5.8 Nonlinear regression
Although the linear relationship assumed so far in this chapter is often adequate, there are many cases for which a nonlinear functional form is more suitable. To keep things simple in this section we assume that we only have one predictor \(x\).
Simply transforming the forecast variable \(y\) and/or the predictor variable \(x\) and then estimating a regression model using the transformed variables is the simplest way of obtaining a nonlinear specification. We should note that these specifications and the specification that follow are still linear in the parameters. The most commonly used transformation is the (natural) logarithmic (see Section 3.2).
A log-log functional form is specified as \[ \log y=\beta_0+\beta_1 \log x +\varepsilon. \] In this model, the slope \(\beta_1\) is interpreted as an elasticity, \(\beta_1\) is the average percentage change in \(y\) resulting from a \(1\%\) increase in \(x\). Other useful forms can also be specified. The log-linear form is specified by only transforming the forecast variable and the linear-log form is obtained by transforming the predictor.
Recall that in order to perform a logarithmic transformation to a variable, all its observed values must be greater than zero. In the case that variable \(x\) contains zeros we use the transformation \(\log(x+1)\), i.e., we add one to the value of the variable and then take logarithms. This has a similar effect to taking logarithms but avoids the problem of zeros. It also has the neat side-effect of zeros on the original scale remaining zeros on the transformed scale.
There are cases for which simply transforming the data will not be adequate and a more general specification may be required. Then the model we use is \[y=f(x) +\varepsilon\] where \(f\) is a nonlinear function. In standard (linear) regression, \(f(x)=\beta_{0} + \beta_{1} x\). In the specification of nonlinear regression that follows, we allow \(f\) to be a more flexible nonlinear function of \(x\), compared to simply a logarithmic or other transformation.
One of the simplest specifications is to make \(f\) piecewise linear. That is, we introduce points where the slope of \(f\) can change. These points are called “knots”. This can be achieved by letting \(x_{1,t}=x\) and introducing variable \(x_{2,t}\) such that \[\begin{align*} x_{2,t} = (x-c)_+ &= \left\{ \begin{array}{ll} 0 & x < c\\ (x-c) & x \ge c \end{array}\right. \end{align*}\] The notation \((x-c)_+\) means the value \(x-c\), if it is positive and 0 otherwise. This forces the slope to bend at point \(c\). Additional bends can be included in the relationship by adding further variables of the above form.

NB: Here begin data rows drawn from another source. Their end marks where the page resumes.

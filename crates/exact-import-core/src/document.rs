//! Candidate documents and their one-way completion marker.
//!
//! A document is pending while its file name ends in the configured
//! extension. Confirmed completion renames it with the consumed suffix
//! appended, which is the only durable record that it was imported.

use std::path::{Path, PathBuf};

use tokio::fs;
use tracing::{debug, info};

use crate::error::ImportError;

/// Lifecycle of a document within a run.
#[derive(Debug, Clone, Copy, PartialEq, Eq)]
pub enum DocumentStatus {
    Pending,
    Uploading,
    Uploaded,
}

/// One XML file to import.
#[derive(Debug, Clone)]
pub struct Document {
    pub path: PathBuf,
    pub name: String,
    pub status: DocumentStatus,
}

impl Document {
    pub fn new(path: impl Into<PathBuf>) -> Self {
        let path = path.into();
        let name = path
            .file_name()
            .map(|n| n.to_string_lossy().into_owned())
            .unwrap_or_default();
        Self {
            path,
            name,
            status: DocumentStatus::Pending,
        }
    }

    /// Path the file is renamed to once consumed.
    pub fn consumed_path(&self, suffix: &str) -> PathBuf {
        let mut name = self.path.as_os_str().to_os_string();
        name.push(suffix);
        PathBuf::from(name)
    }

    /// Record completion by renaming the file. Only valid from `Uploading`.
    pub async fn mark_uploaded(&mut self, suffix: &str) -> Result<PathBuf, ImportError> {
        debug_assert_eq!(self.status, DocumentStatus::Uploading);
        let target = self.consumed_path(suffix);
        fs::rename(&self.path, &target).await?;
        self.status = DocumentStatus::Uploaded;
        debug!("Marked {} consumed as {:?}", self.name, target);
        Ok(target)
    }
}

/// Finds pending documents in a directory.
#[derive(Debug, Clone)]
pub struct DocumentScanner {
    extension: String,
}

impl DocumentScanner {
    pub fn new(extension: impl Into<String>) -> Self {
        Self {
            extension: extension.into(),
        }
    }

    /// Pending documents in `dir`, sorted by file name.
    pub async fn scan(&self, dir: &Path) -> Result<Vec<Document>, ImportError> {
        let mut documents = Vec::new();
        let mut entries = fs::read_dir(dir).await?;

        while let Some(entry) = entries.next_entry().await? {
            let file_type = entry.file_type().await?;
            if !file_type.is_file() {
                continue;
            }
            let name = entry.file_name();
            if name.to_string_lossy().ends_with(&self.extension) {
                documents.push(Document::new(entry.path()));
            }
        }

        documents.sort_by(|a, b| a.name.cmp(&b.name));
        Ok(documents)
    }

    /// Like [`scan`](Self::scan) but an empty result is [`ImportError::NoCandidates`].
    pub async fn scan_required(&self, dir: &Path) -> Result<Vec<Document>, ImportError> {
        let documents = self.scan(dir).await?;
        if documents.is_empty() {
            return Err(ImportError::NoCandidates(dir.to_path_buf()));
        }
        info!(
            "Found {} document(s) to upload, first one: {}",
            documents.len(),
            documents[0].name
        );
        Ok(documents)
    }
}

#[cfg(test)]
mod tests {
    use super::*;
    use tempfile::TempDir;

    fn touch(dir: &Path, name: &str) {
        std::fs::write(dir.join(name), "<eExact/>").unwrap();
    }

    #[tokio::test]
    async fn test_scan_filters_on_extension() {
        let temp_dir = TempDir::new().unwrap();
        touch(temp_dir.path(), "b.xml");
        touch(temp_dir.path(), "a.xml");
        touch(temp_dir.path(), "c.xml.uploaded");
        touch(temp_dir.path(), "notes.txt");
        std::fs::create_dir(temp_dir.path().join("dir.xml")).unwrap();

        let docs = DocumentScanner::new(".xml").scan(temp_dir.path()).await.unwrap();
        let names: Vec<_> = docs.iter().map(|d| d.name.as_str()).collect();
        assert_eq!(names, vec!["a.xml", "b.xml"]);
        assert!(docs.iter().all(|d| d.status == DocumentStatus::Pending));
    }

    #[tokio::test]
    async fn test_scan_required_empty_is_no_candidates() {
        let temp_dir = TempDir::new().unwrap();
        touch(temp_dir.path(), "done.xml.uploaded");

        let result = DocumentScanner::new(".xml").scan_required(temp_dir.path()).await;
        assert!(matches!(result, Err(ImportError::NoCandidates(_))));
    }

    #[tokio::test]
    async fn test_scan_missing_dir_is_io_error() {
        let result = DocumentScanner::new(".xml")
            .scan(Path::new("/nonexistent/exact-import-input"))
            .await;
        assert!(matches!(result, Err(ImportError::Io(_))));
    }

    #[tokio::test]
    async fn test_mark_uploaded_renames_and_excludes_from_scan() {
        let temp_dir = TempDir::new().unwrap();
        touch(temp_dir.path(), "journal.xml");
        let scanner = DocumentScanner::new(".xml");

        let mut doc = scanner.scan(temp_dir.path()).await.unwrap().remove(0);
        doc.status = DocumentStatus::Uploading;
        let target = doc.mark_uploaded(".uploaded").await.unwrap();

        assert_eq!(doc.status, DocumentStatus::Uploaded);
        assert!(target.ends_with("journal.xml.uploaded"));
        assert!(target.exists());
        assert!(!temp_dir.path().join("journal.xml").exists());
        assert!(scanner.scan(temp_dir.path()).await.unwrap().is_empty());
    }

    #[test]
    fn test_consumed_path() {
        let doc = Document::new("/in/2024-01.xml");
        assert_eq!(doc.name, "2024-01.xml");
        assert_eq!(doc.consumed_path(".uploaded"), PathBuf::from("/in/2024-01.xml.uploaded"));
    }
}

An example of this follows by considering \(x=t\) and fitting a piecewise linear trend to a times series.
Piecewise linear relationships constructed in this way are a special case of regression splines. In general, a linear regression spline is obtained using \[ x_{1}= x \quad x_{2} = (x-c_{1})_+ \quad\dots\quad x_{k} = (x-c_{k-1})_+\] where \(c_{1},\dots,c_{k-1}\) are the knots (the points at which the line can bend). Selecting the number of knots (\(k-1\)) and where they should be positioned can be difficult and somewhat arbitrary. Some automatic knot selection algorithms are available in some software, but are not yet widely used.
A smoother result is obtained using piecewise cubics rather than piecewise lines. These are constrained so they are continuous (they join up) and they are smooth (so there are no sudden changes of direction as we see with piecewise linear splines). In general, a cubic regression spline is written as \[ x_{1}= x \quad x_{2}=x^2 \quad x_3=x^3 \quad x_4 = (x-c_{1})_+ \quad\dots\quad x_{k} = (x-c_{k-3})_+.\] Cubic splines usually give a better fit to the data. However, forecasting values of \(y\) when \(x\) is outside the range of the historical data becomes very unreliable.
Forecasting with a nonlinear trend
In Section 5.3 fitting a linear trend to a time series by setting \(x=t\) was introduced. The simplest way of fitting a nonlinear trend is using quadratic or higher order trends obtained by specifying \[ x_{1,t} =t,\quad x_{2,t}=t^2,\quad \ldots. \] However, it is not recommended that quadratic or higher order trends are used in forecasting. When they are extrapolated, the resulting forecasts are often very unrealistic.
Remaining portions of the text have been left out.